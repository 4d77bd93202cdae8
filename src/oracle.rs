//! 挑选待高亮短语的语言模型接口

use reqwest::blocking::Client;
use serde::{Deserialize, Serialize};
use std::time::{Duration, Instant};
use thiserror::Error;

pub const DEFAULT_BASE_URL: &str = "https://api.groq.com/openai/v1";
pub const DEFAULT_MODEL: &str = "llama-3.1-8b-instant";
pub const DEFAULT_TIMEOUT_SECS: u64 = 60;

#[derive(Error, Debug)]
pub enum OracleError {
    #[error("No API key configured")]
    MissingApiKey,

    #[error("HTTP error: {0}")]
    Http(#[from] reqwest::Error),

    #[error("Oracle returned {status}: {body}")]
    Status { status: u16, body: String },

    #[error("Oracle response has no message content")]
    EmptyResponse,
}

/// 针对文档文本回答指令，返回未解析的原始文本
pub trait Oracle {
    fn classify(&self, instruction: &str, document_text: &str) -> Result<String, OracleError>;
}

/// 每次请求发送的唯一一条用户消息
pub fn build_prompt(instruction: &str, document_text: &str) -> String {
    format!(
        "You are a document analysis agent. The user wants certain text highlighted in a PDF.\n\
         Instruction: {instruction}\n\
         Based on the PDF content below, list exact phrases or headings to highlight.\n\
         Return only a JSON list of strings to highlight, like [\"Education\", \"Experience\", \"Skills\"].\n\
         PDF Content:\n\
         {document_text}"
    )
}

#[derive(Debug, Clone, Serialize, Deserialize)]
#[serde(default, rename_all = "camelCase")]
pub struct OracleConfig {
    pub base_url: String,
    pub api_key: Option<String>,
    pub model: String,
    pub timeout_secs: u64,
}

impl Default for OracleConfig {
    fn default() -> Self {
        Self {
            base_url: DEFAULT_BASE_URL.to_string(),
            api_key: None,
            model: DEFAULT_MODEL.to_string(),
            timeout_secs: DEFAULT_TIMEOUT_SECS,
        }
    }
}

#[derive(Serialize)]
struct ChatRequest<'a> {
    model: &'a str,
    temperature: f32,
    messages: [ChatMessage<'a>; 1],
}

#[derive(Serialize)]
struct ChatMessage<'a> {
    role: &'a str,
    content: &'a str,
}

#[derive(Deserialize)]
struct ChatResponse {
    #[serde(default)]
    choices: Vec<ChatChoice>,
}

#[derive(Deserialize)]
struct ChatChoice {
    message: ChatChoiceMessage,
}

#[derive(Deserialize)]
struct ChatChoiceMessage {
    #[serde(default)]
    content: Option<String>,
}

/// OpenAI 兼容的 `chat/completions` 客户端。温度固定为 0，
/// 失败不重试。
pub struct ChatCompletionsOracle {
    client: Client,
    endpoint: String,
    api_key: String,
    model: String,
}

impl ChatCompletionsOracle {
    pub fn new(config: &OracleConfig) -> Result<Self, OracleError> {
        let api_key = config
            .api_key
            .clone()
            .filter(|k| !k.trim().is_empty())
            .ok_or(OracleError::MissingApiKey)?;
        let client = Client::builder()
            .timeout(Duration::from_secs(config.timeout_secs))
            .build()?;
        Ok(Self {
            client,
            endpoint: format!("{}/chat/completions", config.base_url.trim_end_matches('/')),
            api_key,
            model: config.model.clone(),
        })
    }

    pub fn endpoint(&self) -> &str {
        &self.endpoint
    }
}

impl Oracle for ChatCompletionsOracle {
    fn classify(&self, instruction: &str, document_text: &str) -> Result<String, OracleError> {
        let prompt = build_prompt(instruction, document_text);
        let body = ChatRequest {
            model: &self.model,
            temperature: 0.0,
            messages: [ChatMessage {
                role: "user",
                content: &prompt,
            }],
        };

        let started = Instant::now();
        log::info!(
            "[Oracle] 请求 {}（提示词 {} 个字符）",
            self.model,
            prompt.chars().count()
        );
        let resp = self
            .client
            .post(&self.endpoint)
            .bearer_auth(&self.api_key)
            .json(&body)
            .send()?;

        let status = resp.status();
        if !status.is_success() {
            let body = resp.text().unwrap_or_default();
            log::warn!("[Oracle] 请求失败，状态 {}: {}", status, body);
            return Err(OracleError::Status {
                status: status.as_u16(),
                body,
            });
        }

        let parsed: ChatResponse = resp.json()?;
        let content = parsed
            .choices
            .into_iter()
            .next()
            .and_then(|choice| choice.message.content)
            .ok_or(OracleError::EmptyResponse)?;

        log::info!(
            "[Oracle] {} ms 内返回（{} 个字符）",
            started.elapsed().as_millis(),
            content.chars().count()
        );
        log::debug!("[Oracle] 原始回答: {}", content);
        Ok(content)
    }
}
┄┄┄┄┄┄
Assignment: Copy each line of the records above that carries the word "const".

Solution to this problem:
pub const DEFAULT_BASE_URL: &str = "https://api.groq.com/openai/v1";
pub const DEFAULT_MODEL: &str = "llama-3.1-8b-instant";
pub const DEFAULT_TIMEOUT_SECS: u64 = 60;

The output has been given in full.